This article is adapted from a 12 September post on FYI, which reports on federal science policy. Both FYI and Physics Today are published by the American Institute of Physics.
NASA’s long-term success requires the space agency to invest in R&D, scientists, and infrastructure, even at the expense of initiating new missions, says a new report from the National Academies of Sciences, Engineering, and Medicine. Congress requested the consensus study report, titled NASA at a Crossroads: Maintaining Workforce, Infrastructure, and Technology Preeminence in the Coming Decades, as part of the 2022 CHIPS and Science Act to review what NASA needs to achieve its long-term strategic goals and mission objectives.
Released on 10 September, the report concludes that “to avoid a hollow future” for the agency and to keep up with increasing international competition, particularly from China, NASA must rebalance its priorities—even if that means making some difficult choices. “In an opportunity-rich environment, such as NASA has confronted over the years, the choice has too frequently been to pursue near-term missions at the expense of investing in the ostensibly invisible foundational assets of the organization,” the report states. “The inevitable consequence of such a strategy is to erode those essential capabilities that led to the organization’s greatness in the first place.”
Insufficient funding and uncertainty surrounding NASA’s long-term budget are highlighted in the report as “often incompatible with the scope, complexity, and difficulty” of the agency’s work. The report notes that in recent years, NASA’s missions budget as a percentage of its total budget has increased from 79% to 85%, whereas its budget for activities that support multiple missions, such as developing new technologies, has decreased from 20% to 14%. The result is that “each dollar of mission support that previously had to sustain a dollar of mission activity now has to support $1.50 of mission activity, effectively a 50 percent increase.” The report recommends that NASA “aggressively increase investment in internal research and development to advance early-stage, future mission critical technologies that are not commercially available.”

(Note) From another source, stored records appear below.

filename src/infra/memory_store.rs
use crate::app::ports::BlobStorePort;
use async_trait::async_trait;
use std::collections::HashMap;
use std::sync::atomic::{AtomicUsize, Ordering};
use std::sync::{Arc, Mutex};
use std::time::Duration;
use tracing::debug;

#[derive(Debug, Clone, PartialEq, Eq)]
pub struct StoredBlob {
    pub bytes: Vec<u8>,
    pub content_type: String,
}

/// In-memory blob store for development/testing
#[derive(Debug, Default)]
pub struct InMemoryBlobStore {
    blobs: Arc<Mutex<HashMap<String, StoredBlob>>>,
    failure: Option<String>,
    latency: Option<Duration>,
    put_attempts: AtomicUsize,
}

impl InMemoryBlobStore {
    pub fn new() -> Self {
        Self::default()
    }

    /// A store whose every put fails with `message`.
    pub fn failing(message: impl Into<String>) -> Self {
        Self {
            failure: Some(message.into()),
            ..Self::default()
        }
    }

    pub fn with_latency(mut self, latency: Duration) -> Self {
        self.latency = Some(latency);
        self
    }

    pub fn get(&self, key: &str) -> Option<StoredBlob> {
        self.blobs.lock().ok()?.get(key).cloned()
    }

    pub fn keys(&self) -> Vec<String> {
        let mut keys: Vec<String> = self
            .blobs
            .lock()
            .map(|blobs| blobs.keys().cloned().collect())
            .unwrap_or_default();
        keys.sort();
        keys
    }

    pub fn put_attempts(&self) -> usize {
        self.put_attempts.load(Ordering::SeqCst)
    }
}

#[async_trait]
impl BlobStorePort for InMemoryBlobStore {
    async fn put(&self, key: &str, bytes: &[u8], content_type: &str) -> anyhow::Result<()> {
        self.put_attempts.fetch_add(1, Ordering::SeqCst);
        if let Some(latency) = self.latency {
            tokio::time::sleep(latency).await;
        }
        if let Some(message) = &self.failure {
            anyhow::bail!("{message}");
        }

        let mut blobs = self
            .blobs
            .lock()
            .map_err(|_| anyhow::anyhow!("blob map lock poisoned"))?;
        blobs.insert(
            key.to_string(),
            StoredBlob {
                bytes: bytes.to_vec(),
                content_type: content_type.to_string(),
            },
        );
        debug!("Stored blob {} ({} bytes)", key, bytes.len());
        Ok(())
    }

    fn describe(&self) -> String {
        "memory://blobs".to_string()
    }
}
use async_trait::async_trait;
use std::path::Path;

// Render-side ports

/// Launches browser sessions. One session per render call.
#[async_trait]
pub trait BrowserEnginePort: Send + Sync {
    async fn launch(&self) -> anyhow::Result<Box<dyn BrowserSessionPort>>;
}

/// A live browser process with a single page.
#[async_trait]
pub trait BrowserSessionPort: Send + Sync {
    async fn navigate(&self, url: &str) -> anyhow::Result<()>;

    /// Serialized markup of the page as currently rendered.
    async fn current_document(&self) -> anyhow::Result<String>;

    async fn screenshot(&self, path: &Path) -> anyhow::Result<()>;

    /// Ends the browser process. Called exactly once per session.
    async fn terminate(&mut self) -> anyhow::Result<()>;
}

// Delivery-side ports

#[async_trait]
pub trait BlobStorePort: Send + Sync {
    /// Stores `bytes` under `key` in a single write: readers either see the
    /// whole blob or nothing.
    async fn put(&self, key: &str, bytes: &[u8], content_type: &str) -> anyhow::Result<()>;

    /// Human-readable destination, used in messages and logs.
    fn describe(&self) -> String;
}
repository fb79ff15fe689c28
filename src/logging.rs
use std::fs;
use std::path::Path;
use tracing_appender::non_blocking::WorkerGuard;
use tracing_subscriber::{fmt, prelude::*, EnvFilter};

/// Initializes console plus daily-rotated JSON file logging under `log_dir`.
///
/// The returned guard flushes the file writer when dropped, so the caller
/// keeps it alive for the whole process.
pub fn init_logging(log_dir: &Path) -> WorkerGuard {
    // Ensure logs directory exists
    let _ = fs::create_dir_all(log_dir);

    let file_appender = tracing_appender::rolling::daily(log_dir, "scraper.log");
    let (non_blocking_writer, guard) = tracing_appender::non_blocking(file_appender);

    let file_layer = fmt::layer().json().with_writer(non_blocking_writer);

    // Console goes to stderr; stdout carries the invocation response.
    let console_layer = fmt::layer()
        .with_target(true)
        .with_writer(std::io::stderr);

    // Respect RUST_LOG if set
    let env_filter = EnvFilter::try_from_default_env()
        .unwrap_or_else(|_| EnvFilter::new("stats_scraper=info,warn"));

    tracing_subscriber::registry()
        .with(env_filter)
        .with(file_layer)
        .with(console_layer)
        .init();

    guard
}
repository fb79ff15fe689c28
// Common utilities and shared types used across the application

pub mod constants;
pub mod error;
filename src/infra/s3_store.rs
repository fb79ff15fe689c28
use crate::app::ports::BlobStorePort;
use async_trait::async_trait;
use aws_sdk_s3::config::BehaviorVersion;
use aws_sdk_s3::error::DisplayErrorContext;
use aws_sdk_s3::primitives::ByteStream;
use aws_sdk_s3::Client;
use tracing::debug;

/// Amazon S3 bucket, written with a single SigV4-signed `PutObject`.
///
/// Credentials and region come from the standard AWS chain (environment,
/// shared profile, instance or task role).
pub struct S3BlobStore {
    client: Client,
    bucket: String,
    prefix: String,
}

impl S3BlobStore {
    pub async fn from_env(bucket: &str, prefix: &str) -> Self {
        let sdk_config = aws_config::defaults(BehaviorVersion::latest()).load().await;
        Self::with_client(Client::new(&sdk_config), bucket, prefix)
    }

    pub fn with_client(client: Client, bucket: &str, prefix: &str) -> Self {
        Self {
            client,
            bucket: bucket.to_string(),
            prefix: prefix.trim_matches('/').to_string(),
        }
    }

    fn object_key(&self, key: &str) -> String {
        let key = key.trim_start_matches('/');
        if self.prefix.is_empty() {
            key.to_string()
        } else {
            format!("{}/{}", self.prefix, key)
        }
    }
}

#[async_trait]
impl BlobStorePort for S3BlobStore {
    async fn put(&self, key: &str, bytes: &[u8], content_type: &str) -> anyhow::Result<()> {
        let object_key = self.object_key(key);
        self.client
            .put_object()
            .bucket(&self.bucket)
            .key(&object_key)
            .content_type(content_type)
            .body(ByteStream::from(bytes.to_vec()))
            .send()
            .await
            .map_err(|e| anyhow::anyhow!("S3 PutObject failed: {}", DisplayErrorContext(&e)))?;
        debug!("PutObject s3://{}/{}", self.bucket, object_key);
        Ok(())
    }

    fn describe(&self) -> String {
        if self.prefix.is_empty() {
            format!("s3://{}", self.bucket)
        } else {
            format!("s3://{}/{}", self.bucket, self.prefix)
        }
    }
}

#[cfg(test)]
mod tests {
    use super::*;
    use aws_sdk_s3::config::retry::RetryConfig;
    use aws_sdk_s3::config::{Credentials, Region};
    use tokio::io::{AsyncReadExt, AsyncWriteExt};
    use tokio::net::TcpListener;

    /// Accepts one request, answers with `response` and returns the raw
    /// request head.
    async fn one_shot_server(response: String) -> (String, tokio::task::JoinHandle<String>) {
        let listener = TcpListener::bind("127.0.0.1:0").await.unwrap();
        let addr = listener.local_addr().unwrap();
        let handle = tokio::spawn(async move {
            let (mut stream, _) = listener.accept().await.unwrap();
            let mut raw = Vec::new();
            let mut buf = [0u8; 4096];
            loop {
                let n = stream.read(&mut buf).await.unwrap();
                if n == 0 {
                    break;
                }
                raw.extend_from_slice(&buf[..n]);
                let text = String::from_utf8_lossy(&raw).to_string();
                if let Some(end) = text.find("\r\n\r\n") {
                    let length = text[..end]
                        .lines()
                        .find_map(|l| {
                            l.to_ascii_lowercase()
                                .strip_prefix("content-length:")
                                .map(|v| v.trim().parse::<usize>().unwrap())
                        })
                        .unwrap_or(0);
                    if raw.len() >= end + 4 + length {
                        break;
                    }
                }
            }
            stream.write_all(response.as_bytes()).await.unwrap();
            let text = String::from_utf8_lossy(&raw).to_string();
            text.split("\r\n\r\n").next().unwrap_or_default().to_string()
        });
        (format!("http://{addr}"), handle)
    }

    fn response(status: &str, body: &str) -> String {
        format!(
            "HTTP/1.1 {status}\r\nContent-Type: application/xml\r\nContent-Length: {}\r\nConnection: close\r\n\r\n{body}",
            body.len()
        )
    }

    fn store_at(endpoint: &str, prefix: &str) -> S3BlobStore {
        let config = aws_sdk_s3::Config::builder()
            .behavior_version(BehaviorVersion::latest())
            .region(Region::new("us-east-1"))
            .endpoint_url(endpoint)
            .credentials_provider(Credentials::new("AKIDTEST", "secret", None, None, "test"))
            .force_path_style(true)
            .retry_config(RetryConfig::disabled())
            .build();
        S3BlobStore::with_client(Client::from_conf(config), "nba-stats", prefix)
    }

    #[tokio::test]
    async fn test_put_object_is_signed() {
        let (endpoint, server) = one_shot_server(response("200 OK", "")).await;
        let store = store_at(&endpoint, "daily");

        store
            .put("nba_team_stats_1.csv", b"Team,W\nBOS,64\n", "text/csv")
            .await
            .unwrap();

        let head = server.await.unwrap();
        let lower = head.to_ascii_lowercase();
        assert!(
            head.starts_with("PUT /nba-stats/daily/nba_team_stats_1.csv"),
            "{head}"
        );
        assert!(lower.contains("authorization: aws4-hmac-sha256 credential=akidtest/"));
        assert!(lower.contains("content-type: text/csv"));
    }

    #[tokio::test]
    async fn test_access_denied_is_failure() {
        let (endpoint, server) = one_shot_server(response(
            "403 Forbidden",
            "<Error><Code>AccessDenied</Code><Message>Access Denied</Message></Error>",
        ))
        .await;
        let store = store_at(&endpoint, "");

        let err = store.put("x.csv", b"a\n", "text/csv").await.unwrap_err();

        assert!(err.to_string().contains("S3 PutObject failed"));
        server.await.unwrap();
    }

    #[tokio::test]
    async fn test_keys_and_description_follow_prefix() {
        let store = store_at("http://127.0.0.1:9", "/exports/");
        assert_eq!(store.object_key("/a.csv"), "exports/a.csv");
        assert_eq!(store.describe(), "s3://nba-stats/exports");

        let bare = store_at("http://127.0.0.1:9", "");
        assert_eq!(bare.object_key("a.csv"), "a.csv");
        assert_eq!(bare.describe(), "s3://nba-stats");
    }
}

The report highlights that NASA faces competition for scientists and engineers from the private sector, which frequently offers better pay, benefits, and work flexibility. The growth of the space economy also means that NASA is no longer the only employer offering “challenging hands-on work in the field of space exploration,” the report says.
The report also recommends that NASA grow its in-house technical competencies by avoiding outsourcing early-stage activities to contractors. “The nation cannot afford to have NASA just become a funding agency for industry,” said Lester Lyles, a report committee member and chair of the NASA Advisory Council, during a 10 September webinar on the report findings. Lyles emphasized the importance of NASA employees understanding what they are developing instead of simply outsourcing everything to industry partners. Finding the right balance with industrial partners can be achieved through contracts and cooperation, said Lyles, but NASA needs to address that balance quickly.
Aging infrastructure is becoming a major issue for NASA, as it is for other science agencies, including the Department of Energy and NIST (see Physics Today, June 2023, page 18). The report says that 83% of NASA facilities are past their design life. NASA should work with Congress to establish a working capital fund to help eliminate the agency’s $3.3 billion maintenance backlog over the next decade, the report says. It suggests that an annual contribution of about $600 million would meet NASA’s property repair and renewal goals through fiscal year 2028.
“The bottom line of all this, I think, would be to say that, for NASA, this is not a time for business as usual,” said Norm Augustine, report committee chair and former Lockheed Martin CEO, during the webinar. “The concerns it faces are ones that have built up over decades. And NASA truly is, in our view, at a crossroads.”